▶ TASK: List all lines of the data containing the word "LobbyState".

Stored data entries
/// Channel sender for delivering events to one player's connection
/// handler, which forwards them to the socket.
pub type EventSender = mpsc::UnboundedSender<RoomEvent>;

/// Commands sent to a room actor through its serialized stream.
pub(crate) enum RoomCommand {
    /// Add a player (or resume them if they rejoined by name).
    Join {
        player_id: PlayerId,
        display_name: String,
        sender: EventSender,
        reply: oneshot::Sender<Result<(), LobbyError>>,
    },

    /// Explicitly remove a player.
    Leave {
        player_id: PlayerId,
        reply: oneshot::Sender<Result<(), LobbyError>>,
    },

    /// A room-scoped quiz command from a member.
    Client { sender: PlayerId, command: ClientCommand },

    /// The player's socket dropped without a leave.
    Dropped { player_id: PlayerId },

    /// The player's session resumed on a new socket.
    Resumed {
        player_id: PlayerId,
        sender: EventSender,
        reply: oneshot::Sender<Result<(), LobbyError>>,
    },

    /// The open activity's countdown elapsed (posted by its alarm).
    ActivityExpired { generation: Generation },

    /// The reconnection wait elapsed (posted by the supervisor alarm).
    ReconnectExpired { player_id: PlayerId, generation: Generation },

    /// Request room metadata.
    GetInfo { reply: oneshot::Sender<RoomInfo> },

    /// Stop the actor.
    Shutdown,
}

/// A snapshot of room metadata (not the game state itself).
#[derive(Debug, Clone)]
pub struct RoomInfo {
    pub room_id: RoomId,
    /// Roster size, connected or not.
    pub player_count: usize,
    /// Members with a live socket.
    pub connected_count: usize,
    /// Whether an activity is currently open.
    pub activity_open: bool,
    /// Time since the last non-informational command.
    pub idle_for: Duration,
}

// ---------------------------------------------------------------------------
// RelayHandle
// ---------------------------------------------------------------------------

/// Handle to a running room actor. Cheap to clone; the registry holds
/// one per room.
#[derive(Clone)]
pub struct RelayHandle {
    room_id: RoomId,
    sender: mpsc::Sender<RoomCommand>,
}

impl RelayHandle {
    pub fn room_id(&self) -> RoomId {
        self.room_id
    }

    /// Sends a join request and waits for the verdict.
    pub async fn join(
        &self,
        player_id: PlayerId,
        display_name: String,
        sender: EventSender,
    ) -> Result<(), LobbyError> {
        let (reply_tx, reply_rx) = oneshot::channel();
        self.sender
            .send(RoomCommand::Join { player_id, display_name, sender, reply: reply_tx })
            .await
            .map_err(|_| LobbyError::Unavailable(self.room_id))?;
        reply_rx
            .await
            .map_err(|_| LobbyError::Unavailable(self.room_id))?
    }

    /// Sends a leave request and waits for the verdict.
    pub async fn leave(&self, player_id: PlayerId) -> Result<(), LobbyError> {
        let (reply_tx, reply_rx) = oneshot::channel();
        self.sender
            .send(RoomCommand::Leave { player_id, reply: reply_tx })
            .await
            .map_err(|_| LobbyError::Unavailable(self.room_id))?;
        reply_rx
            .await
            .map_err(|_| LobbyError::Unavailable(self.room_id))?
    }

    /// Submits a quiz command (fire-and-forget; rejections come back as
    /// targeted `rejected` events).
    pub async fn command(
        &self,
        sender: PlayerId,
        command: ClientCommand,
    ) -> Result<(), LobbyError> {
        self.sender
            .send(RoomCommand::Client { sender, command })
            .await
            .map_err(|_| LobbyError::Unavailable(self.room_id))
    }

    /// Reports a socket drop.
    pub async fn dropped(&self, player_id: PlayerId) -> Result<(), LobbyError> {
        self.sender
            .send(RoomCommand::Dropped { player_id })
            .await
            .map_err(|_| LobbyError::Unavailable(self.room_id))
    }

    /// Reports a session resume on a new socket.
    pub async fn resumed(
        &self,
        player_id: PlayerId,
        sender: EventSender,
    ) -> Result<(), LobbyError> {
        let (reply_tx, reply_rx) = oneshot::channel();
        self.sender
            .send(RoomCommand::Resumed { player_id, sender, reply: reply_tx })
            .await
            .map_err(|_| LobbyError::Unavailable(self.room_id))?;
        reply_rx
            .await
            .map_err(|_| LobbyError::Unavailable(self.room_id))?
    }

    /// Requests the current room info.
    pub async fn info(&self) -> Result<RoomInfo, LobbyError> {
        let (reply_tx, reply_rx) = oneshot::channel();
        self.sender
            .send(RoomCommand::GetInfo { reply: reply_tx })
            .await
            .map_err(|_| LobbyError::Unavailable(self.room_id))?;
        reply_rx
            .await
            .map_err(|_| LobbyError::Unavailable(self.room_id))
    }

    /// Tells the room to shut down.
    pub async fn shutdown(&self) -> Result<(), LobbyError> {
        self.sender
            .send(RoomCommand::Shutdown)
            .await
            .map_err(|_| LobbyError::Unavailable(self.room_id))
    }
}

// ---------------------------------------------------------------------------
// The actor
// ---------------------------------------------------------------------------

/// The internal room actor. Runs inside a Tokio task and exclusively
/// owns its [`LobbyState`].
struct RoomRelay {
    state: LobbyState,
    /// Per-player outbound channels — only players with a live socket.
    senders: HashMap<PlayerId, EventSender>,
    source: Arc<dyn QuestionSource>,
    checker: Arc<dyn AnswerChecker>,
    /// The scheduled wake-up for the open activity, if any.
    activity_alarm: Option<Alarm>,
    supervisor: ReconnectSupervisor,
    receiver: mpsc::Receiver<RoomCommand>,
    /// For alarms to post their expiry back into this room's stream.
    self_tx: mpsc::Sender<RoomCommand>,
    last_command: Instant,
}

impl RoomRelay {
    async fn run(mut self) {
        tracing::info!(room_id = %self.state.room_id, "room relay started");

        while let Some(cmd) = self.receiver.recv().await {
            match cmd {
                RoomCommand::Join { player_id, display_name, sender, reply } => {
                    self.touch();
                    let result = self.handle_join(player_id, &display_name, sender);
                    let _ = reply.send(result);
                }
                RoomCommand::Leave { player_id, reply } => {
                    self.touch();
                    let result = self.handle_leave(player_id);
                    let _ = reply.send(result);
                }
                RoomCommand::Client { sender, command } => {
                    self.touch();
                    self.handle_client(sender, command);
                }
                RoomCommand::Dropped { player_id } => {
                    self.touch();
                    self.senders.remove(&player_id);
                    let outcome = self.state.drop_connection(player_id);
                    self.apply(outcome);
                }
                RoomCommand::Resumed { player_id, sender, reply } => {
                    self.touch();
                    let result = self.handle_resumed(player_id, sender);
                    let _ = reply.send(result);
                }
                RoomCommand::ActivityExpired { generation } => {
                    self.touch();
                    let result = self.state.activity_timeout(generation);
                    self.apply_result(result, None);
                }
                RoomCommand::ReconnectExpired { player_id, generation } => {
                    self.touch();
                    if self.supervisor.matches(player_id, generation) {
                        self.supervisor.cancel();
                        let result = self.state.supervisor_timeout(player_id);
                        self.apply_result(result, None);
                    } else {
                        tracing::debug!(
                            room_id = %self.state.room_id,
                            %player_id,
                            "stale reconnect expiry, ignoring"
                        );
                    }
                }
                RoomCommand::GetInfo { reply } => {
                    let _ = reply.send(self.info());
                }
                RoomCommand::Shutdown => {
                    tracing::info!(room_id = %self.state.room_id, "room shutting down");
                    break;
                }
            }
        }

        tracing::info!(room_id = %self.state.room_id, "room relay stopped");
    }

    fn touch(&mut self) {
        self.last_command = Instant::now();
    }

    fn handle_join(
        &mut self,
        player_id: PlayerId,
        display_name: &str,
        sender: EventSender,
    ) -> Result<(), LobbyError> {
        let outcome = self.state.join(player_id, display_name)?;
        // Register the socket before dispatch so the joiner receives
        // their own targeted events (initScores, restore).
        self.senders.insert(player_id, sender);
        self.apply(outcome);
        Ok(())
    }

    fn handle_leave(&mut self, player_id: PlayerId) -> Result<(), LobbyError> {
        let outcome = self.state.leave(player_id)?;
        self.senders.remove(&player_id);
        self.apply(outcome);
        Ok(())
    }

    fn handle_resumed(
        &mut self,
        player_id: PlayerId,
        sender: EventSender,
    ) -> Result<(), LobbyError> {
        if !self.state.roster.contains(player_id) {
            return Err(LobbyError::NotInRoom(player_id));
        }
        self.senders.insert(player_id, sender);
        let outcome = self.state.resume_connection(player_id);
        self.apply(outcome);
        Ok(())
    }

    fn handle_client(&mut self, sender: PlayerId, command: ClientCommand) {
        if !self.state.roster.contains(sender) {
            tracing::warn!(
                room_id = %self.state.room_id,
                %sender,
                "command from non-member, ignoring"
            );
            return;
        }

        let result = match command {
            ClientCommand::OpenPoint { point_id } => {
                self.state.open_question(sender, point_id, &*self.source)
            }
            ClientCommand::OpenExam { exam_id } => {
                self.state.open_exam(sender, exam_id, &*self.source)
            }
            ClientCommand::Answer { point_id, answer } => {
                self.state
                    .submit_answer(sender, point_id, &answer, &*self.checker)
            }
            ClientCommand::ExamAnswer { exam_id, answer } => {
                self.state
                    .submit_exam_answer(sender, exam_id, &answer, &*self.checker)
            }
            ClientCommand::CheckActiveQuestion { point_id } => {
                self.state.check_active_question(sender, point_id)
            }
            ClientCommand::CheckActiveExam { exam_id } => {
                self.state.check_active_exam(sender, exam_id)
            }
            ClientCommand::Timeout { point_id } => {
                self.state.client_timeout_hint(sender, point_id)
            }
        };

        self.apply_result(result, Some(sender));
    }

    /// Maps an operation result onto the wire: outcomes dispatch their
    /// events, errors become targeted self-correction or rejection
    /// events, stale generations vanish with a debug line.
    fn apply_result(&mut self, result: Result<Outcome, LobbyError>, from: Option<PlayerId>) {
        match result {
            Ok(outcome) => self.apply(outcome),
            Err(LobbyError::StaleGeneration) => {
                tracing::debug!(
                    room_id = %self.state.room_id,
                    "stale command discarded"
                );
            }
            Err(LobbyError::WrongPoint { requested, active }) => {
                if let Some(player) = from {
                    self.send_to(
                        player,
                        RoomEvent::WrongPoint { requested_id: requested, active_id: active },
                    );
                }
            }
            Err(LobbyError::WrongExam { requested, active }) => {
                if let Some(player) = from {
                    self.send_to(
                        player,
                        RoomEvent::WrongExam { requested_id: requested, active_id: active },
                    );
                }
            }
            Err(err) => {
                tracing::debug!(
                    room_id = %self.state.room_id,
                    error = %err,
                    "command rejected"
                );
                if let Some(player) = from {
                    self.send_to(player, RoomEvent::Rejected { reason: err.to_string() });
                }
            }
        }
    }

    /// Dispatches the outcome's events and applies its alarm and
    /// supervisor directives.
    fn apply(&mut self, outcome: Outcome) {
        for (recipient, event) in outcome.events {
            match recipient {
                Recipient::All => {
                    for sender in self.senders.values() {
                        let _ = sender.send(event.clone());
                    }
                }
                Recipient::Player(player) => self.send_to(player, event),
                Recipient::AllExcept(excluded) => {
                    for (player, sender) in &self.senders {
                        if *player != excluded {
                            let _ = sender.send(event.clone());
                        }
                    }
                }
            }
        }

        match outcome.timer {
            TimerDirective::Keep => {}
            TimerDirective::Cancel => {
                self.activity_alarm = None;
            }
            TimerDirective::Arm { deadline, generation } => {
                let tx = self.self_tx.clone();
                self.activity_alarm = Some(Alarm::at(deadline, async move {
                    let _ = tx.send(RoomCommand::ActivityExpired { generation }).await;
                }));
            }
        }

        match outcome.supervisor {
            SupervisorDirective::Keep => {}
            SupervisorDirective::Cancel => {
                self.supervisor.cancel();
            }
            SupervisorDirective::Arm { player, wait, generation } => {
                let tx = self.self_tx.clone();
                let alarm = Alarm::after(wait, async move {
                    let _ = tx
                        .send(RoomCommand::ReconnectExpired { player_id: player, generation })
                        .await;
                });
                self.supervisor.arm(player, generation, alarm);
            }
        }
    }

    /// Sends an event to a single player. Silently drops if their
    /// socket is gone — the Dropped command will catch up shortly.
    fn send_to(&self, player: PlayerId, event: RoomEvent) {
        if let Some(sender) = self.senders.get(&player) {
            let _ = sender.send(event);
        }
    }

    fn info(&self) -> RoomInfo {
        RoomInfo {
            room_id: self.state.room_id,
            player_count: self.state.roster.len(),
            connected_count: self.state.roster.connected_count(),
            activity_open: self.state.slot.is_open(),
            idle_for: self.last_command.elapsed(),
        }
    }
}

▶ ANSWER SPACE:
/// owns its [`LobbyState`].
    state: LobbyState,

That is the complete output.